As the possibility of Dunamu, operator of South Korea's largest virtual asset exchange Upbit, becoming a second-tier subsidiary of Naver draws intense market attention, securities analysts have been issuing positive evaluations regarding the potential combination of the two companies.
Lee Hyojin, a researcher at Meritz Securities, released a report on September 26 and stated, "Although Naver announced through a disclosure that the details have not yet been finalized, the direction seems clear. The market consensus is that Naver will exhaust all of its cash holdings by the end of the year. If the funds are to be spent anyway, acquiring Dunamu, which would enable expansion into digital assets, is considered the best-case scenario."
The previous day, media reports revealed that Dunamu is quietly pursuing a comprehensive stock swap with Naver Financial, Naver's unlisted subsidiary. This would result in Dunamu being incorporated as a second-tier subsidiary of Naver.

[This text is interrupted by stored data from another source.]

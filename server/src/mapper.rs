use common::board::{BoardSpec, Point};

use crate::surface::SurfaceSize;

/// 棋盘逻辑坐标到屏幕物理坐标的映射
///
/// - standard: 棋盘居中，每个格子对应一个像素
/// - wrapped: 棋盘从 (0, 0) 开始平铺满整个屏幕，每个格子对应多个像素
///
/// 逻辑 y 轴向上，物理行号向下，所以纵向需要翻转。
/// 平铺原点在会话开始时一次算好，渲染过程中不会改变。
#[derive(Debug, Clone)]
pub struct CoordinateMapper {
    board: BoardSpec,
    surface: SurfaceSize,
    offset_x: i64,
    offset_y: i64,
    tile_origins: Vec<(i64, i64)>,
}

impl CoordinateMapper {
    pub fn new(board: BoardSpec, surface: SurfaceSize) -> Self {
        let width = board.width as i64;
        let height = board.height as i64;
        let (offset_x, offset_y, tile_origins) = if board.ruleset.is_wrapped() {
            (0, 0, tile_steps(width, surface.columns, height, surface.rows))
        } else {
            let offset_x = (surface.columns as i64 - width).div_euclid(2);
            let offset_y = (surface.rows as i64 - height).div_euclid(2);
            (offset_x, offset_y, vec![(offset_x, offset_y)])
        };
        Self {
            board,
            surface,
            offset_x,
            offset_y,
            tile_origins,
        }
    }

    pub fn surface(&self) -> SurfaceSize {
        self.surface
    }

    pub fn offset(&self) -> (i64, i64) {
        (self.offset_x, self.offset_y)
    }

    /// 每个棋盘副本左上角所在的物理坐标
    pub fn tile_origins(&self) -> &[(i64, i64)] {
        &self.tile_origins
    }

    /// 逻辑坐标对应的所有物理坐标，超出屏幕的部分被丢弃
    pub fn map(&self, point: Point) -> impl Iterator<Item = (i64, i64)> + '_ {
        let flipped_y = self.board.height as i64 - point.y as i64 - 1;
        self.tile_origins
            .iter()
            .map(move |(x_step, y_step)| (x_step + point.x as i64, y_step + flipped_y))
            .filter(|(x, y)| self.surface.contains(*x, *y))
    }

    /// 棋盘范围内的全部逻辑坐标
    pub fn board_cells(&self) -> impl Iterator<Item = Point> {
        let (width, height) = (self.board.width.max(0), self.board.height.max(0));
        (0..width).flat_map(move |x| (0..height).map(move |y| Point::new(x, y)))
    }
}

/// 从 0 开始按棋盘宽高步进，直到超出屏幕；棋盘尺寸非正时没有副本
fn tile_steps(width: i64, columns: usize, height: i64, rows: usize) -> Vec<(i64, i64)> {
    if width <= 0 || height <= 0 {
        return Vec::new();
    }
    let x_steps = (0..columns as i64).step_by(width as usize);
    x_steps
        .flat_map(|x_step| {
            (0..rows as i64)
                .step_by(height as usize)
                .map(move |y_step| (x_step, y_step))
        })
        .collect()
}

#[cfg(test)]
mod test {
    use common::board::RulesetKind;

    use super::*;

    const SURFACE: SurfaceSize = SurfaceSize::new(32, 16);

    #[test]
    fn test_standard_centering() {
        let mapper = CoordinateMapper::new(BoardSpec::new(11, 11, RulesetKind::Standard), SURFACE);
        assert_eq!(mapper.offset(), (10, 2));
        assert_eq!(mapper.map(Point::new(0, 0)).collect::<Vec<_>>(), vec![(10, 12)]);
        assert_eq!(mapper.map(Point::new(10, 10)).collect::<Vec<_>>(), vec![(20, 2)]);
    }

    #[test]
    fn test_unknown_ruleset_maps_like_standard() {
        let mapper = CoordinateMapper::new(
            BoardSpec::new(11, 11, RulesetKind::Other("royale".to_string())),
            SURFACE,
        );
        assert_eq!(mapper.offset(), (10, 2));
        assert_eq!(mapper.tile_origins(), &[(10, 2)]);
    }

    #[test]
    fn test_standard_board_larger_than_surface() {
        let mapper = CoordinateMapper::new(BoardSpec::new(25, 19, RulesetKind::Standard), SURFACE);
        // floor(-3 / 2) = -2
        assert_eq!(mapper.offset(), (3, -2));
        // 顶部两行和底部一行落在屏幕外
        assert_eq!(mapper.map(Point::new(0, 18)).count(), 0);
        assert_eq!(mapper.map(Point::new(0, 0)).count(), 0);
        assert_eq!(mapper.map(Point::new(0, 1)).collect::<Vec<_>>(), vec![(3, 15)]);
        assert_eq!(mapper.map(Point::new(0, 2)).collect::<Vec<_>>(), vec![(3, 14)]);
    }

    #[test]
    fn test_wrapped_tiling() {
        let mapper = CoordinateMapper::new(BoardSpec::new(11, 11, RulesetKind::Wrapped), SURFACE);
        assert_eq!(mapper.offset(), (0, 0));
        assert_eq!(
            mapper.tile_origins(),
            &[(0, 0), (0, 11), (11, 0), (11, 11), (22, 0), (22, 11)]
        );
        let mapped: Vec<_> = mapper.map(Point::new(0, 10)).collect();
        assert_eq!(
            mapped,
            vec![(0, 0), (0, 11), (11, 0), (11, 11), (22, 0), (22, 11)]
        );
        // 第二行副本的底部超出屏幕
        let mapped: Vec<_> = mapper.map(Point::new(0, 0)).collect();
        assert_eq!(mapped, vec![(0, 10), (11, 10), (22, 10)]);
    }

    #[test]
    fn test_wrapped_stays_in_bounds() {
        let mapper = CoordinateMapper::new(BoardSpec::new(11, 11, RulesetKind::Wrapped), SURFACE);
        for cell in mapper.board_cells() {
            for (x, y) in mapper.map(cell) {
                assert!((0..32).contains(&x) && (0..16).contains(&y), "{:?}", (x, y));
            }
        }
    }

    #[test]
    fn test_wrapped_degenerate_board_terminates() {
        let mapper = CoordinateMapper::new(BoardSpec::new(0, 11, RulesetKind::Wrapped), SURFACE);
        assert!(mapper.tile_origins().is_empty());
        assert_eq!(mapper.map(Point::new(0, 0)).count(), 0);
        assert_eq!(mapper.board_cells().count(), 0);
    }

    #[test]
    fn test_board_cells() {
        let mapper = CoordinateMapper::new(BoardSpec::new(3, 2, RulesetKind::Standard), SURFACE);
        assert_eq!(mapper.board_cells().count(), 6);
    }
}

Earlier, on September 11, Naver Pay acquired Securities Plus Unlisted, an unlisted stock platform operated by Dunamu.
Industry experts believe that the combination of Dunamu, which owns Upbit-the world's third-largest virtual asset exchange-and Naver Financial, South Korea's leading fintech company, would create an entity capable of competing with global fintech giants. Specifically, there is speculation that if Naver Pay issues a Korean won stablecoin, Dunamu would support the initiative with its blockchain technology, and Upbit would handle the listing and distribution of the stablecoin.
Researcher Lee noted, "The integration of Dunamu should not be viewed merely as revenue recognition from virtual asset transactions, but rather as an opportunity to expand digital asset businesses such as real-world asset tokens (RWA) and stablecoins. Theoretically, Mirae Asset Group, which holds a stake in Naver Financial, could participate in both traditional securities trading and RWA tokenization, with Dunamu distributing these assets."
With the legislative process for Korean won stablecoins approaching, financial institutions are rushing to file trademark applications, and expectations are mounting that Naver will gain a first-mover advantage in the early stablecoin market. Oh Donghwan, a researcher at Samsung Securities, commented, "It is possible to issue stablecoins on Dunamu's blockchain platform 'Kiwa Chain' and use them as a payment method at Naver Pay's online and offline merchants. If the deal goes through, Naver can expect not only a first-mover advantage in the domestic won-denominated stablecoin market, but also the benefit of incorporating several trillion won in revenue generated by Dunamu."
Last year, Dunamu recorded sales of 1.73 trillion won, operating profit of 1.19 trillion won, and net profit of 983.7 billion won. During the same period, Naver Financial posted sales of 1.65 trillion won, operating profit of 103.5 billion won, and net profit of 162.3 billion won.
Analysts also suggest that the combination of the two companies could accelerate the emergence and activation of the Korean won stablecoin market. As seen in partnerships such as Tether and Binance or Circle and Coinbase, one of the key factors for the initial activation of stablecoins is the distribution capacity provided by digital asset exchanges. Both Dunamu and Naver Financial are considered to possess this capability.
Park Hyunwoo, a researcher at Shinhan Investment Corp., stated, "If platforms and distribution companies with large customer bases issue their own stablecoins and actively provide incentives, initial activation will become much easier. As the scale of stablecoin payments and settlements expands, payment companies responsible for distribution networks are expected to benefit. In addition, as more competitive issuers enter the market, attention should also be paid to companies that provide stablecoin issuance solutions in the form of software-as-a-service (SaaS)."